However, it's not the end-all and be-all.  The whole point is what is going to help my life be the most balanced and most sustainable and thrive the most over the longest period of time?  That's like a way, not that you can measure happiness, but the closest kind of metric to that - the highest quality experience over the longest period of time.

So when you really start to connect people up with that, you get up to these higher levels where it's like the money gets me the house, the house gets me the acknowledgment and gets me the recognition, it gets me the peace of mind, it gets me feeling OK.  So when a person really gets connected up with that suddenly they are able to start to put that in perspective.  They start to adjust their behavior so that in the pursuit of that ultimate goal they don't miss sight of what they are going after in the first place.
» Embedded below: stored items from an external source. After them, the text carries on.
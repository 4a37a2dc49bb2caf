//! Configuration loading from TOML.
//!
//! Reads `config.toml` into strongly-typed sections. Every field has a
//! default, so a partial file (or none at all) still yields a runnable
//! configuration. Payout and phase tables live in their own JSON files,
//! referenced from `[paths]`.

use anyhow::{Context, Result};
use serde::Deserialize;
use std::fs;
use std::path::{Path, PathBuf};
use std::time::Duration;
use tracing::warn;

use crate::strategy::anomaly::{strategy_from_name, AnomalyFilter, FilterConfig};
use crate::strategy::kelly::BetConstraints;
use crate::strategy::portfolio::OptimizerConfig;
use crate::strategy::BatchTargets;

/// Top-level application configuration.
#[derive(Debug, Deserialize, Clone, Default)]
#[serde(default)]
pub struct AppConfig {
    pub bankroll: BankrollConfig,
    pub optimizer: OptimizerSection,
    pub filter: FilterSection,
    pub paths: PathsConfig,
}

#[derive(Debug, Deserialize, Clone)]
#[serde(default)]
pub struct BankrollConfig {
    pub bankroll: f64,
    pub min_bet: f64,
    pub max_bet_pct: f64,
}

impl Default for BankrollConfig {
    fn default() -> Self {
        Self {
            bankroll: 1000.0,
            min_bet: 5.0,
            max_bet_pct: 0.10,
        }
    }
}

#[derive(Debug, Deserialize, Clone)]
#[serde(default)]
pub struct OptimizerSection {
    pub power_target: usize,
    pub flex_target: usize,
    pub beam_width: usize,
    pub max_per_prop: usize,
    /// Cap on search rounds per batch; unset means no cap.
    pub max_rounds: Option<usize>,
    /// Wall-clock budget per batch in milliseconds; unset means none.
    pub time_budget_ms: Option<u64>,
}

impl Default for OptimizerSection {
    fn default() -> Self {
        Self {
            power_target: 5,
            flex_target: 5,
            beam_width: 50,
            max_per_prop: 3,
            max_rounds: None,
            time_budget_ms: None,
        }
    }
}

#[derive(Debug, Deserialize, Clone)]
#[serde(default)]
pub struct FilterSection {
    pub tolerance_pct: f64,
    /// `conservative_lower` or `higher`.
    pub two_line_strategy: String,
}

impl Default for FilterSection {
    fn default() -> Self {
        Self {
            tolerance_pct: 15.0,
            two_line_strategy: "conservative_lower".to_string(),
        }
    }
}

#[derive(Debug, Deserialize, Clone)]
#[serde(default)]
pub struct PathsConfig {
    pub payout_tables: PathBuf,
    pub phase_divisors: PathBuf,
    pub props: PathBuf,
    pub output: PathBuf,
}

impl Default for PathsConfig {
    fn default() -> Self {
        Self {
            payout_tables: PathBuf::from("config/payout_tables.json"),
            phase_divisors: PathBuf::from("config/phase_kelly_divisors.json"),
            props: PathBuf::from("data/props.json"),
            output: PathBuf::from("data/slips.json"),
        }
    }
}

impl AppConfig {
    /// Load configuration from a TOML file.
    pub fn load(path: impl AsRef<Path>) -> Result<Self> {
        let path = path.as_ref();
        let contents = fs::read_to_string(path)
            .with_context(|| format!("Failed to read config file: {}", path.display()))?;
        Self::from_toml_str(&contents)
            .with_context(|| format!("Failed to parse config file: {}", path.display()))
    }

    pub fn from_toml_str(contents: &str) -> Result<Self> {
        Ok(toml::from_str(contents)?)
    }

    /// Like [`AppConfig::load`], but a missing file means defaults.
    /// A file that exists and fails to parse is still an error.
    pub fn load_or_default(path: impl AsRef<Path>) -> Result<Self> {
        let path = path.as_ref();
        if !path.exists() {
            warn!(path = %path.display(), "Config file not found, using defaults");
            return Ok(Self::default());
        }
        Self::load(path)
    }

    pub fn filter_config(&self) -> FilterConfig {
        FilterConfig {
            tolerance_pct: self.filter.tolerance_pct,
        }
    }

    /// Build the anomaly filter, falling back to the conservative rule on
    /// an unrecognised strategy name.
    pub fn anomaly_filter(&self) -> AnomalyFilter {
        match strategy_from_name(&self.filter.two_line_strategy) {
            Some(strategy) => AnomalyFilter::with_strategy(self.filter_config(), strategy),
            None => {
                warn!(
                    strategy = %self.filter.two_line_strategy,
                    "Unknown two-line strategy, using conservative_lower"
                );
                AnomalyFilter::new(self.filter_config())
            }
        }
    }

    pub fn optimizer_config(&self) -> OptimizerConfig {
        OptimizerConfig {
            beam_width: self.optimizer.beam_width,
            max_per_prop: self.optimizer.max_per_prop,
            max_rounds: self.optimizer.max_rounds,
            time_budget: self.optimizer.time_budget_ms.map(Duration::from_millis),
        }
    }

    pub fn bet_constraints(&self) -> BetConstraints {
        BetConstraints::new(self.bankroll.min_bet, self.bankroll.max_bet_pct)
    }

    pub fn targets(&self) -> BatchTargets {
        BatchTargets {
            power: self.optimizer.power_target,
            flex: self.optimizer.flex_target,
        }
    }
}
Jason McClain:  Excellent.  Thanks Robert.  That's great.  I'm curious, what does it make possible in people's lives when they really start to prioritize their life and they start to connect up to those higher, deeper values?  What does it make possible in their life or their health or their relationships or their career or their sex? [Laughs]

Robert Harrison:  Quite simply, it helps them thrive more in that area.  When I say thrive, imagine a flower or a plant and if you give the plant just the right amount of sunlight, not too much, but not too little, just the right kind of soil, not too much and not too little, nutrient rich in just the right amount of water, it balloons and it reaches its fullest potential.  That's exactly what that means.

By getting really clear, clarity on what is actually most important and what is actually the clear actionable strategy - I don't want to get ahead of myself but to get really clear on that - what it does is allow a person to go through and prune different areas of their lives, drop off the things they are doing that are clearly not working towards that ultimate goal and adjust the things that they are doing so that they get even better results.

Jason McClain:  Perfect.  Very clear.  Thank you.

We are going to take a short break to support our sponsors.  I'm Jason McClain.  I am here with Robert Harrison of Professional’s Edge and we will be right back.




Jason McClain:  Welcome back.  I am your host Jason McClain.  Again I am here with Robert Harrison.

Before we left we were talking about prioritizing your life and making sure that you have balance in your life.  Next I would like to talk to you about this concept of arguing with reality.  I love that.  Can you talk to me about that Robert?  What is arguing with reality?

Robert Harrison:  There is a long and a short answer to arguing with reality.  I'll start with the short one.  It is summed up in a quote by a woman named Byron Katie who is a philosopher and a spiritual teacher.  It goes like this, “When you argue with reality you lose, but only always.”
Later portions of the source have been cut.